# copy and paste?



## glmoore0001 (Dec 25, 2010)

I just received my Kendle today and I am trying to copy and paste a very long password into wpa key.

I cannot seem to do it. Are there copy and paste shortcuts on keyboard somewhere?  

I have got the pass saved to a note, but cannot transfer the data to the pass field.

thanks..gary


----------



## glmoore0001 (Dec 25, 2010)

Is what I want to do not possible? It is hard to believe I cannot copy and paste into a password field.....thanks...gm


----------



## NogDog (May 1, 2009)

No way I know of, unfortunately. 

One tip: type it in slowly. I've heard some reports of typing it too fast and sometimes characters get missed. (Not sure if it's fat-fingering, touchy keyboards, or the I/O system can't process the keystrokes that fast?) It would be nice if they had an option to show the password instead of the asterisks, as those long passwords can be a real pain.


----------



## telracs (Jul 12, 2009)

It's not a computer, so no copy and past function.


----------



## glmoore0001 (Dec 25, 2010)

Yea, the huge wpa password works great to keep people out of my wireless router, but this is the first time I have had to manually input it.
It does make it harder with the asterisks...
Thanks for the help....gary


----------



## glmoore0001 (Dec 25, 2010)

I went slowly and confirmed every keystroke and still could not connect. Does anyone know how many characters the kendle is designed to take in the WPA password field?
I know that I have so many characters in my pass that the asterisks in key field stop moving left before I am done putting them in. Maybe the password is too long and and I am just changing the last digit when I hit the limit. Since I cannot see the password, I dont know if I continue to scroll or not when the password line stops moving to the left.
If I change the password in the router, I have to change the other computers to match...
any ideas?
...thanks....gary


----------



## Lambert (Nov 12, 2010)

Can you change your password to a simpler one to type? It could still be secure but easier for you.

Lambert


----------



## pidgeon92 (Oct 27, 2008)

Do you have non-alphanumeric characters in your password?

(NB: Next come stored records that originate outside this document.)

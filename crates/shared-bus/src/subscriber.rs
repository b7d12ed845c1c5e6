//! # Subscriptions
//!
//! Filtering happens on receive, so every observer sees the ledger's signals in
//! the same total order. A receiver that falls more than the channel capacity
//! behind loses the oldest signals; those are counted in `missed()` so an
//! audit observer knows its view has a gap.

use crate::events::EventFilter;
use shared_types::events::LedgerEvent;
use std::pin::Pin;
use std::task::{ready, Context, Poll};
use thiserror::Error;
use tokio::sync::broadcast;
use tokio_stream::wrappers::errors::BroadcastStreamRecvError;
use tokio_stream::wrappers::BroadcastStream;
use tokio_stream::Stream;
use tracing::warn;

/// Errors from subscription operations.
#[derive(Debug, Error, Clone, PartialEq, Eq)]
pub enum SubscriptionError {
    /// The event bus was dropped.
    #[error("Event bus closed")]
    Closed,
}

/// Pull-style handle on the bus.
pub struct Subscription {
    receiver: broadcast::Receiver<LedgerEvent>,
    filter: EventFilter,
    missed: u64,
}

impl Subscription {
    pub(crate) fn new(receiver: broadcast::Receiver<LedgerEvent>, filter: EventFilter) -> Self {
        Self {
            receiver,
            filter,
            missed: 0,
        }
    }

    /// Next matching signal, or `None` once the bus is gone.
    pub async fn recv(&mut self) -> Option<LedgerEvent> {
        loop {
            match self.receiver.recv().await {
                Ok(event) if self.filter.matches(&event) => return Some(event),
                Ok(_) => {}
                Err(broadcast::error::RecvError::Lagged(n)) => self.record_lag(n),
                Err(broadcast::error::RecvError::Closed) => return None,
            }
        }
    }

    /// Next matching signal if one is already buffered.
    ///
    /// # Errors
    ///
    /// [`SubscriptionError::Closed`] once the bus is gone and drained.
    pub fn try_recv(&mut self) -> Result<Option<LedgerEvent>, SubscriptionError> {
        loop {
            match self.receiver.try_recv() {
                Ok(event) if self.filter.matches(&event) => return Ok(Some(event)),
                Ok(_) => {}
                Err(broadcast::error::TryRecvError::Lagged(n)) => self.record_lag(n),
                Err(broadcast::error::TryRecvError::Empty) => return Ok(None),
                Err(broadcast::error::TryRecvError::Closed) => {
                    return Err(SubscriptionError::Closed)
                }
            }
        }
    }

    /// Signals dropped because this subscription lagged.
    #[must_use]
    pub fn missed(&self) -> u64 {
        self.missed
    }

    /// Turn this subscription into a [`Stream`]. Signals already buffered
    /// are kept.
    #[must_use]
    pub fn into_stream(self) -> EventStream {
        EventStream {
            inner: BroadcastStream::new(self.receiver),
            filter: self.filter,
            missed: self.missed,
        }
    }

    fn record_lag(&mut self, n: u64) {
        self.missed += n;
        warn!(lagged = n, "Bus subscriber lagged, signals lost");
    }
}

/// Filtered stream of ledger signals. Ends when the bus is dropped.
pub struct EventStream {
    inner: BroadcastStream<LedgerEvent>,
    filter: EventFilter,
    missed: u64,
}

impl EventStream {
    /// The filter applied to this stream.
    #[must_use]
    pub fn filter(&self) -> &EventFilter {
        &self.filter
    }

    /// Signals dropped because this stream lagged.
    #[must_use]
    pub fn missed(&self) -> u64 {
        self.missed
    }
}

impl Stream for EventStream {
    type Item = LedgerEvent;

    fn poll_next(self: Pin<&mut Self>, cx: &mut Context<'_>) -> Poll<Option<Self::Item>> {
        let this = self.get_mut();
        loop {
            match ready!(Pin::new(&mut this.inner).poll_next(cx)) {
                Some(Ok(event)) if this.filter.matches(&event) => {
                    return Poll::Ready(Some(event))
                }
                Some(Ok(_)) => {}
                Some(Err(BroadcastStreamRecvError::Lagged(n))) => {
                    this.missed += n;
                    warn!(lagged = n, "Bus stream lagged, signals lost");
                }
                None => return Poll::Ready(None),
            }
        }
    }
}
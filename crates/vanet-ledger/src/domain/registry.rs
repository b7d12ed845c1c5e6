//! # Identity Registry
//!
//! Tracks authorized vehicles and users. Only the authority can grant roles,
//! and a grant is write-once: a second attempt fails instead of overwriting.
//! Identities are never revoked.

use crate::domain::entities::EntityCounts;
use crate::errors::{GuardedOperation, LedgerError};
use shared_types::entities::{Address, OriginKind, Role};
use std::collections::HashSet;

/// Authorized identities keyed by address.
#[derive(Debug, Clone)]
pub struct IdentityRegistry {
    authority: Address,
    vehicles: HashSet<Address>,
    users: HashSet<Address>,
}

impl IdentityRegistry {
    /// Creates an empty registry governed by `authority`.
    #[must_use]
    pub fn new(authority: Address) -> Self {
        Self {
            authority,
            vehicles: HashSet::new(),
            users: HashSet::new(),
        }
    }

    /// The authority fixed at creation.
    #[must_use]
    pub fn authority(&self) -> Address {
        self.authority
    }

    /// Grants `role` to `address` on behalf of `caller`.
    ///
    /// # Errors
    ///
    /// - `AccessDenied` if `caller` is not the authority (checked first).
    /// - `AlreadyRegistered` if `address` already holds `role`.
    pub fn register(
        &mut self,
        caller: Address,
        address: Address,
        role: Role,
    ) -> Result<(), LedgerError> {
        if caller != self.authority {
            return Err(LedgerError::AccessDenied {
                caller,
                operation: GuardedOperation::Register(role),
            });
        }

        let set = match role {
            Role::Vehicle => &mut self.vehicles,
            Role::User => &mut self.users,
        };

        if !set.insert(address) {
            return Err(LedgerError::AlreadyRegistered { address, role });
        }
        Ok(())
    }

    /// Whether `address` is an authorized vehicle.
    #[must_use]
    pub fn is_authorized_vehicle(&self, address: &Address) -> bool {
        self.vehicles.contains(address)
    }

    /// Whether `address` is an authorized user.
    #[must_use]
    pub fn is_authorized_user(&self, address: &Address) -> bool {
        self.users.contains(address)
    }

    /// Origin of reports filed by `address`, or `None` if it holds no role.
    ///
    /// An address registered in both categories reports as a vehicle.
    #[must_use]
    pub fn origin_of(&self, address: &Address) -> Option<OriginKind> {
        if self.is_authorized_vehicle(address) {
            Some(OriginKind::Machine)
        } else if self.is_authorized_user(address) {
            Some(OriginKind::Human)
        } else {
            None
        }
    }

    /// Registered (vehicles, users).
    #[must_use]
    pub fn counts(&self) -> EntityCounts {
        EntityCounts {
            vehicles: self.vehicles.len() as u64,
            users: self.users.len() as u64,
        }
    }
}
//! # Impersonation
//!
//! Unregistered senders try to file reports. Every attempt must be denied,
//! raise an `Impersonation` alert naming the sender, and leave the ledger
//! untouched, no matter how often or with what content.

#[cfg(test)]
mod tests {
    use crate::fixtures::{attacker, authority, Harness};
    use rand::{Rng, SeedableRng};
    use shared_types::entities::{Address, AlertKind};
    use shared_types::events::LedgerEvent;
    use vanet_ledger::ports::inbound::AccidentLedgerApi;
    use vanet_ledger::{GuardedOperation, LedgerError};

    #[tokio::test]
    async fn test_unregistered_sender_denied_with_alert() {
        let h = Harness::registered().await;

        let err = h
            .ledger
            .report_accident(attacker(), "Fake Data")
            .await
            .unwrap_err();

        assert_eq!(
            err,
            LedgerError::AccessDenied {
                caller: attacker(),
                operation: GuardedOperation::Report
            }
        );
        assert_eq!(
            err.revert_reason(),
            "Access Denied: Not an authorized vehicle or user"
        );
        assert_eq!(
            h.sink.events(),
            vec![LedgerEvent::SecurityAlert {
                kind: AlertKind::Impersonation,
                attacker: attacker()
            }]
        );
        assert_eq!(h.ledger.accident_count().await, 0);
        assert_eq!(h.ledger.last_report_time(attacker()).await, None);
    }

    #[tokio::test]
    async fn test_random_senders_never_get_through() {
        let h = Harness::registered().await;
        let mut rng = rand::rngs::StdRng::seed_from_u64(0x5EED);

        for i in 0..200 {
            let mut bytes = [0u8; 20];
            rng.fill(&mut bytes);
            let forged = Address(bytes);
            let result = h.ledger.report_accident(forged, &format!("Forged {i}")).await;
            assert!(matches!(result, Err(LedgerError::AccessDenied { .. })));
            h.clock.advance(61);
        }

        assert_eq!(h.ledger.accident_count().await, 0);
        assert_eq!(h.sink.alerts().len(), 200);
        assert_eq!(h.ledger.stats().await.access_denied, 200);
    }

    #[tokio::test]
    async fn test_zero_address_is_not_special() {
        let h = Harness::registered().await;
        let result = h.ledger.report_accident(Address::ZERO, "Hwy 1").await;
        assert!(matches!(result, Err(LedgerError::AccessDenied { .. })));
    }

    #[tokio::test]
    async fn test_authority_key_alone_cannot_report() {
        let h = Harness::registered().await;
        let result = h.ledger.report_accident(authority(), "Hwy 1").await;
        assert!(matches!(
            result,
            Err(LedgerError::AccessDenied {
                operation: GuardedOperation::Report,
                ..
            })
        ));
    }
}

It has been mentioned in other threads that these characters can cause the Kindle to not connect.


----------



## glmoore0001 (Dec 25, 2010)

Really?    Pidgeon, this is a 128 bit pass from GRC's Perfect Password Page and it has one of everything in it.....gary

Yes, I could go to a shorter pass...

But I really dont wanna. 

The unit is a 3g, maybe I should just forget about the home network......thanks


----------



## pidgeon92 (Oct 27, 2008)

Yep, I'd just go with the 3G in that case.


----------



## Elk (Oct 4, 2010)

glmoore0001 said:


> this is a 128 bit pass from GRC's Perfect Password Page and it has one of everything in it.


The Kindle is a cute, dumb little computer. It can't handle this.

I can see why you didn't want to type that in - serious password there.


----------